Kouba receives April Gold ‘U’ Award

Brenda Kouba’s biggest challenge in recruiting medical technologists is that the program is a mystery to teachers and students.

“People don’t know who we are and what we do,” she said. “That’s our biggest hurdle.”

But, Kouba, a staff assistant in UNMC’s medical technology program, is helping to change that by promoting the role and importance of medical technologists to students, guidance counselors and all who will listen.
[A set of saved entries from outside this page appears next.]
//! First-class invariants for the game history.
//!
//! Invariants are logical properties that must hold after every transition.
//! They are testable independently and checked as postconditions of `play`
//! in debug builds.

/// A logical property that must hold for a given state.
pub trait Invariant<S> {
    /// Checks if the invariant holds for the given state.
    fn holds(state: &S) -> bool;

    /// Human-readable description of the invariant.
    fn description() -> &'static str;
}

/// Violation of an invariant.
#[derive(Debug, Clone, PartialEq, Eq)]
pub struct InvariantViolation {
    /// Description of the violated invariant.
    pub description: String,
}

impl InvariantViolation {
    /// Creates a new invariant violation.
    pub fn new(description: impl Into<String>) -> Self {
        Self {
            description: description.into(),
        }
    }
}

/// A set of invariants that can be checked together.
///
/// Implementations are provided for tuples of two to four invariants.
pub trait InvariantSet<S> {
    /// Checks all invariants in the set, collecting every violation.
    fn check_all(state: &S) -> Result<(), Vec<InvariantViolation>>;
}

macro_rules! impl_invariant_set {
    ($($inv:ident),+) => {
        impl<S, $($inv),+> InvariantSet<S> for ($($inv,)+)
        where
            $($inv: Invariant<S>,)+
        {
            fn check_all(state: &S) -> Result<(), Vec<InvariantViolation>> {
                let mut violations = Vec::new();
                $(
                    if !$inv::holds(state) {
                        violations.push(InvariantViolation::new($inv::description()));
                    }
                )+
                if violations.is_empty() {
                    Ok(())
                } else {
                    Err(violations)
                }
            }
        }
    };
}

impl_invariant_set!(I1, I2);
impl_invariant_set!(I1, I2, I3);
impl_invariant_set!(I1, I2, I3, I4);

pub mod alternating_marks;
pub mod cursor_in_bounds;
pub mod genesis_empty;
pub mod single_mark_per_step;

pub use alternating_marks::AlternatingMarksInvariant;
pub use cursor_in_bounds::CursorInBoundsInvariant;
pub use genesis_empty::GenesisEmptyInvariant;
pub use single_mark_per_step::SingleMarkPerStepInvariant;

/// All history invariants as a composable set.
pub type HistoryInvariants = (
    CursorInBoundsInvariant,
    GenesisEmptyInvariant,
    SingleMarkPerStepInvariant,
    AlternatingMarksInvariant,
);
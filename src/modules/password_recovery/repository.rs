use async_trait::async_trait;
use chrono::{DateTime, Utc};
use sqlx::PgPool;
use tracing::instrument;

use storefront_core::AppError;
use storefront_models::password_recovery::PasswordRecovery;

/// Storage of recovery codes.
#[async_trait]
pub trait RecoveryCodeRepository: Send + Sync {
    /// Stores a new code and invalidates the user's previous unused codes.
    /// Returns `None` without changes when `code` is already taken.
    async fn create(
        &self,
        store_user_id: i64,
        code: &str,
        expires_at: DateTime<Utc>,
    ) -> Result<Option<PasswordRecovery>, AppError>;

    async fn find_by_code(&self, code: &str) -> Result<Option<PasswordRecovery>, AppError>;

    /// Marks the code used and stores the new password hash. Returns `false`
    /// when the code was redeemed concurrently.
    async fn redeem(
        &self,
        recovery: &PasswordRecovery,
        password_hash: &str,
    ) -> Result<bool, AppError>;
}

pub struct PgRecoveryCodeRepository {
    db: PgPool,
}

impl PgRecoveryCodeRepository {
    pub fn new(db: PgPool) -> Self {
        Self { db }
    }
}

#[async_trait]
impl RecoveryCodeRepository for PgRecoveryCodeRepository {
    #[instrument(skip(self, code))]
    async fn create(
        &self,
        store_user_id: i64,
        code: &str,
        expires_at: DateTime<Utc>,
    ) -> Result<Option<PasswordRecovery>, AppError> {
        let mut tx = self.db.begin().await?;

        sqlx::query(
            "UPDATE password_recoveries SET used_at = NOW() WHERE store_user_id = $1 AND used_at IS NULL",
        )
        .bind(store_user_id)
        .execute(&mut *tx)
        .await?;

        let inserted = sqlx::query_as::<_, PasswordRecovery>(
            r#"INSERT INTO password_recoveries (store_user_id, code, expires_at)
               VALUES ($1, $2, $3)
               RETURNING id, store_user_id, code, expires_at, used_at"#,
        )
        .bind(store_user_id)
        .bind(code)
        .bind(expires_at)
        .fetch_one(&mut *tx)
        .await;

        let recovery = match inserted {
            Ok(recovery) => recovery,
            // dropping the transaction rolls back the invalidation above
            Err(sqlx::Error::Database(db_err)) if db_err.is_unique_violation() => return Ok(None),
            Err(e) => return Err(e.into()),
        };

        tx.commit().await?;
        Ok(Some(recovery))
    }

    #[instrument(skip(self, code))]
    async fn find_by_code(&self, code: &str) -> Result<Option<PasswordRecovery>, AppError> {
        let recovery = sqlx::query_as::<_, PasswordRecovery>(
            r#"SELECT id, store_user_id, code, expires_at, used_at
               FROM password_recoveries WHERE code = $1"#,
        )
        .bind(code)
        .fetch_optional(&self.db)
        .await?;

        Ok(recovery)
    }

    #[instrument(skip(self, recovery, password_hash), fields(recovery_id = recovery.id))]
    async fn redeem(
        &self,
        recovery: &PasswordRecovery,
        password_hash: &str,
    ) -> Result<bool, AppError> {
        let mut tx = self.db.begin().await?;

        let updated = sqlx::query(
            "UPDATE password_recoveries SET used_at = NOW() WHERE id = $1 AND used_at IS NULL",
        )
        .bind(recovery.id)
        .execute(&mut *tx)
        .await?
        .rows_affected();

        if updated == 0 {
            return Ok(false);
        }

        sqlx::query("UPDATE store_users SET password = $2, updated_at = NOW() WHERE id = $1")
            .bind(recovery.store_user_id)
            .bind(password_hash)
            .execute(&mut *tx)
            .await?;

        tx.commit().await?;
        Ok(true)
    }
}
pub mod repository;

pub use repository::{PgStoreUserRepository, StoreUserRepository};
use std::env;

use crate::env_or;

#[derive(Clone, Debug)]
pub struct JwtConfig {
    pub secret: String,
    /// Access token lifetime in seconds.
    pub access_token_expiry: i64,
}

impl JwtConfig {
    pub fn from_env() -> Self {
        Self {
            secret: env::var("JWT_SECRET")
                .unwrap_or_else(|_| "your-secret-key-change-in-production".to_string()),
            access_token_expiry: env_or("JWT_ACCESS_EXPIRY", 3600), // 1 hour
        }
    }
}
use axum::{Json, extract::State};
use tracing::instrument;

use storefront_core::{AppError, ErrorResponse};
use storefront_models::auth::{EmailDto, MessageResponse};
use storefront_models::password_recovery::{ChangePasswordDto, RecoveryCodeValidResponse};

use crate::state::AppState;
use crate::validator::{ValidatedJson, ValidatedPath};

/// Request a password recovery code by email
#[utoipa::path(
    post,
    path = "/password-recovery",
    request_body = EmailDto,
    responses(
        (status = 200, description = "Recovery code sent if the account exists", body = MessageResponse),
        (status = 422, description = "Validation error", body = ErrorResponse)
    ),
    tag = "Password recovery"
)]
#[instrument(skip(state, dto))]
pub async fn request_password_recovery(
    State(state): State<AppState>,
    ValidatedJson(dto): ValidatedJson<EmailDto>,
) -> Result<Json<MessageResponse>, AppError> {
    state.password_recovery.generate(&dto.email).await?;

    Ok(Json(MessageResponse::new(
        "If an account with that email exists, a recovery code has been sent",
    )))
}

/// Set a new password using a recovery code
#[utoipa::path(
    post,
    path = "/password-recovery/change",
    request_body = ChangePasswordDto,
    responses(
        (status = 200, description = "Password changed", body = MessageResponse),
        (status = 404, description = "Recovery code not found", body = ErrorResponse),
        (status = 409, description = "Recovery code already used", body = ErrorResponse),
        (status = 410, description = "Recovery code expired", body = ErrorResponse),
        (status = 422, description = "Validation error", body = ErrorResponse)
    ),
    tag = "Password recovery"
)]
#[instrument(skip(state, dto))]
pub async fn change_password(
    State(state): State<AppState>,
    ValidatedJson(dto): ValidatedJson<ChangePasswordDto>,
) -> Result<Json<MessageResponse>, AppError> {
    state
        .password_recovery
        .change_password(&dto.code, &dto.password)
        .await?;

    Ok(Json(MessageResponse::new("Password changed successfully")))
}

#[utoipa::path(
    get,
    path = "/password-recovery/validate/{code}",
    params(
        ("code" = String, Path, description = "Recovery code")
    ),
    responses(
        (status = 200, description = "Recovery code is usable", body = RecoveryCodeValidResponse),
        (status = 404, description = "Recovery code not found", body = ErrorResponse),
        (status = 409, description = "Recovery code already used", body = ErrorResponse),
        (status = 410, description = "Recovery code expired", body = ErrorResponse)
    ),
    tag = "Password recovery"
)]
#[instrument(skip(state, code))]
pub async fn validate_recovery_code(
    State(state): State<AppState>,
    ValidatedPath(code): ValidatedPath<String>,
) -> Result<Json<RecoveryCodeValidResponse>, AppError> {
    let response = state.password_recovery.validate(&code).await?;
    Ok(Json(response))
}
For her dedication, outstanding office management and recruiting skills in the School of Allied Health Professions, Kouba has received the Chancellor’s Gold ‘U’ Award for April.
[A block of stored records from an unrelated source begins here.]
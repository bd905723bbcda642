pub mod email;
pub mod password;
pub mod tokens;
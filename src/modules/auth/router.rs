use axum::{
    Router,
    middleware::from_fn_with_state,
    routing::{get, post},
};

use crate::middleware::auth::require_auth;
use crate::modules::menus::init_menus_router;
use crate::state::AppState;

use super::controller::{
    check_email, login, logout, me, register, resend_email_validation,
    resend_email_validation_by_email, verify_email_validation,
};

pub fn init_store_user_router(state: AppState) -> Router<AppState> {
    let protected = Router::new()
        .route("/me", get(me))
        .nest("/menus", init_menus_router())
        .route_layer(from_fn_with_state(state, require_auth));

    Router::new()
        .route("/register", post(register))
        .route("/login", post(login))
        .route("/logout", get(logout))
        // GET authenticates through the AuthUser extractor
        .route(
            "/resend-email-validation",
            get(resend_email_validation).post(resend_email_validation_by_email),
        )
        .route("/email-validation", post(check_email))
        .route("/email-validation/{token}", get(verify_email_validation))
        .merge(protected)
}
use chrono::{DateTime, Utc};
use serde::{Deserialize, Serialize};
use sqlx::FromRow;
use utoipa::ToSchema;

#[derive(Debug, Clone, PartialEq, Serialize, Deserialize, FromRow, ToSchema)]
pub struct Store {
    pub id: i64,
    pub name: String,
    pub slug: String,
    /// Storage key of the current logo; never exposed.
    #[serde(skip)]
    pub logo_key: Option<String>,
    pub logo_url: Option<String>,
    pub created_at: DateTime<Utc>,
    pub updated_at: DateTime<Utc>,
}

/// Lowercase, hyphen-separated slug. Falls back to `"store"` when nothing
/// alphanumeric survives.
pub fn slugify(name: &str) -> String {
    let mut slug = String::with_capacity(name.len());
    let mut prev_hyphen = true;

    for c in name.to_lowercase().chars() {
        if c.is_ascii_alphanumeric() {
            slug.push(c);
            prev_hyphen = false;
        } else if !prev_hyphen {
            slug.push('-');
            prev_hyphen = true;
        }
    }

    while slug.ends_with('-') {
        slug.pop();
    }

    if slug.is_empty() {
        "store".to_string()
    } else {
        slug
    }
}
“Eighty percent of all the medical diagnosis made are dependent upon lab work by a medical technologist,” Kouba said. “They are an essential part of the medical team.”

Medical technologists, also known as clinical laboratory scientists, perform tests to confirm diabetes, determine compatibility for organ donations, verify potentially dangerous drug levels, and a variety of other behind-the-scenes medical detective work. And they are in great demand in medical labs across the country.
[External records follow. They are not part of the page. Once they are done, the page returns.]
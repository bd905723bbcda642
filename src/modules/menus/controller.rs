use axum::{
    Json,
    extract::State,
    http::StatusCode,
};
use tracing::instrument;

use storefront_core::{AppError, ErrorResponse};
use storefront_models::menus::{
    Menu, MenuPageQuery, PaginatedMenusResponse, Product, UpsertMenuDto,
};

use crate::middleware::auth::AuthUser;
use crate::state::AppState;
use crate::validator::{ValidatedJson, ValidatedPath, ValidatedQuery};

/// Create a menu, or update one and replace its products when `id` is given
#[utoipa::path(
    post,
    path = "/store-user/menus",
    request_body = UpsertMenuDto,
    responses(
        (status = 201, description = "Menu saved", body = Menu),
        (status = 400, description = "Malformed request body", body = ErrorResponse),
        (status = 401, description = "Missing or invalid token", body = ErrorResponse),
        (status = 404, description = "Menu not found", body = ErrorResponse),
        (status = 409, description = "A menu with this label already exists", body = ErrorResponse),
        (status = 422, description = "Validation error", body = ErrorResponse)
    ),
    tag = "Menus",
    security(("bearer_auth" = []))
)]
#[instrument(skip(state, auth_user, dto), fields(store_id = auth_user.store_id()))]
pub async fn upsert_menu(
    State(state): State<AppState>,
    auth_user: AuthUser,
    ValidatedJson(dto): ValidatedJson<UpsertMenuDto>,
) -> Result<(StatusCode, Json<Menu>), AppError> {
    let menu = state.menus.upsert(auth_user.store_id(), dto).await?;
    Ok((StatusCode::CREATED, Json(menu)))
}

#[utoipa::path(
    get,
    path = "/store-user/menus",
    responses(
        (status = 200, description = "All menus of the store", body = Vec<Menu>),
        (status = 401, description = "Missing or invalid token", body = ErrorResponse)
    ),
    tag = "Menus",
    security(("bearer_auth" = []))
)]
#[instrument(skip(state, auth_user), fields(store_id = auth_user.store_id()))]
pub async fn get_menus(
    State(state): State<AppState>,
    auth_user: AuthUser,
) -> Result<Json<Vec<Menu>>, AppError> {
    let menus = state.menus.find_many(auth_user.store_id()).await?;
    Ok(Json(menus))
}

#[utoipa::path(
    get,
    path = "/store-user/menus/paginated",
    params(MenuPageQuery),
    responses(
        (status = 200, description = "One page of menus", body = PaginatedMenusResponse),
        (status = 400, description = "Invalid query parameters", body = ErrorResponse),
        (status = 401, description = "Missing or invalid token", body = ErrorResponse)
    ),
    tag = "Menus",
    security(("bearer_auth" = []))
)]
#[instrument(skip(state, auth_user), fields(store_id = auth_user.store_id()))]
pub async fn get_menus_paginated(
    State(state): State<AppState>,
    auth_user: AuthUser,
    ValidatedQuery(query): ValidatedQuery<MenuPageQuery>,
) -> Result<Json<PaginatedMenusResponse>, AppError> {
    let page = state
        .menus
        .find_many_paginated(auth_user.store_id(), query)
        .await?;
    Ok(Json(page))
}

#[utoipa::path(
    get,
    path = "/store-user/menus/{id}",
    params(
        ("id" = i64, Path, description = "Menu ID")
    ),
    responses(
        (status = 200, description = "Menu with its products", body = Menu),
        (status = 400, description = "Invalid menu id", body = ErrorResponse),
        (status = 401, description = "Missing or invalid token", body = ErrorResponse),
        (status = 404, description = "Menu not found", body = ErrorResponse)
    ),
    tag = "Menus",
    security(("bearer_auth" = []))
)]
#[instrument(skip(state, auth_user), fields(store_id = auth_user.store_id()))]
pub async fn get_menu_by_id(
    State(state): State<AppState>,
    auth_user: AuthUser,
    ValidatedPath(id): ValidatedPath<i64>,
) -> Result<Json<Menu>, AppError> {
    let menu = state.menus.find_by_id(auth_user.store_id(), id).await?;
    Ok(Json(menu))
}

#[utoipa::path(
    get,
    path = "/store-user/menus/{menu_id}/products/{id}",
    params(
        ("menu_id" = i64, Path, description = "Menu ID"),
        ("id" = i64, Path, description = "Product ID")
    ),
    responses(
        (status = 200, description = "Product of the menu", body = Product),
        (status = 400, description = "Invalid id", body = ErrorResponse),
        (status = 401, description = "Missing or invalid token", body = ErrorResponse),
        (status = 404, description = "Product not found", body = ErrorResponse)
    ),
    tag = "Menus",
    security(("bearer_auth" = []))
)]
#[instrument(skip(state, auth_user), fields(store_id = auth_user.store_id()))]
pub async fn get_product_by_id(
    State(state): State<AppState>,
    auth_user: AuthUser,
    ValidatedPath((menu_id, id)): ValidatedPath<(i64, i64)>,
) -> Result<Json<Product>, AppError> {
    let product = state
        .menus
        .find_product_by_id(auth_user.store_id(), menu_id, id)
        .await?;
    Ok(Json(product))
}

#[utoipa::path(
    delete,
    path = "/store-user/menus/{id}",
    params(
        ("id" = i64, Path, description = "Menu ID")
    ),
    responses(
        (status = 204, description = "Menu deleted"),
        (status = 400, description = "Invalid menu id", body = ErrorResponse),
        (status = 401, description = "Missing or invalid token", body = ErrorResponse),
        (status = 404, description = "Menu not found", body = ErrorResponse)
    ),
    tag = "Menus",
    security(("bearer_auth" = []))
)]
#[instrument(skip(state, auth_user), fields(store_id = auth_user.store_id()))]
pub async fn delete_menu(
    State(state): State<AppState>,
    auth_user: AuthUser,
    ValidatedPath(id): ValidatedPath<i64>,
) -> Result<StatusCode, AppError> {
    state.menus.delete(auth_user.store_id(), id).await?;
    Ok(StatusCode::NO_CONTENT)
}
“Brenda works tirelessly for the program,” one nominator said. “Brenda has taken over the recruiting for the program and has added excellent ideas and a complete burst of energy…There are some people in an institution that could never be replaced. Brenda is one of those people. She is capable of excelling at any work she is assigned or decides to take on. With our strategic plan to be world-class, we need people like Brenda. She has always been and will continue to be world-class.”







Brenda Kouba


Title: staff assistant, Division of Medical Technology program

Job responsibilities: pre-admission counseling, recruiting students and administrative office duties.

Joined UNMC: June 1991.

One day I’d like to: take a cruise and/or spend a few weeks at a resort in the Canadian mountains.

Greatest personal achievement: My family, whom I consider gifts from God given to me to nurture, love, enjoy, and encourage and to do the best I can to lead them to the Lord.



Said another nominator: “Brenda Kouba is the single most important reason for the many accomplishments and successes of the medical technology program…In addition to her outstanding organizational skills, she is the soothing oil that keeps our entire operation running smoothly.” Another nominator called her the “heart” of the division of medical technology.

The daughter of a drug salesman, Kouba had always wanted a medical career, but did not want to take care of patients or fill prescriptions. She found her niche as a medical technologist, analyzing tubes of blood from patients she never met.

“I found it to be an exciting field,” Kouba said. “I could follow somebody’s case through their laboratory diagnosis and know if they were improving or doing worse.”

Kouba, who was raised in Arizona, graduated from Creighton University, and launched her professional career in 1963, eventually serving two years as medical technology program director at Bergen Mercy Hospital, before leaving there to raise her three children.

In 1981, she returned to the workplace to help a family friend as a paralegal. After 10 years, she decided to return to a hospital setting. In 1991, Phyllis Muellenberg, director of UNMC’s medical technology program, was looking for someone who knew the medical technology field and could run the office.

“I dropped into her lap,” Kouba said. “I know I would be paid more if I worked on the bench, but I like the atmosphere and people here. Everyone is focused on doing the work that is needed to foster the program. It’s a comfortable environment of cooperation rather than competition or individuality.”

The mother of three grown children, Kouba enjoys reading, embroidering and crocheting. She is active in her church and in the lives of her three young grandsons.

Meanwhile, she is promoting a profession that faces a critical shortage. There are approximately 100 job openings in Nebraska and a 10 to 20 percent vacancy rate in most of the regions in the United States. With 31 students, UNMC’s program, the only one in Nebraska, has more students than most of the programs and its graduates are being aggressively recruited by health care facilities throughout the United States.

“For professors and others to say that medical technology is a ‘dead-end field’ blows my mind,” Kouba said. “A bachelor’s degree in medical technology is one of the best basic science degrees available and the students are job-ready at graduation. This profession is also a great stepping stone into other medical careers, research, higher education, and sales jobs for companies making laboratory equipment.”

It’s also a wonderful career in itself, Kouba said. “We do forensics; molecular, cytogenetic and genetic work; testing for a myriad of chemical disorders and toxicology; bacterial, viral, parasitic testing done in these days of bioterrorism; diagnosis of leukemias and anemias and many other areas that affect the health and physiology of the human body.

Thanks to Kouba, Nebraskans are gaining a better understanding of the important role medical technologists play in their health care.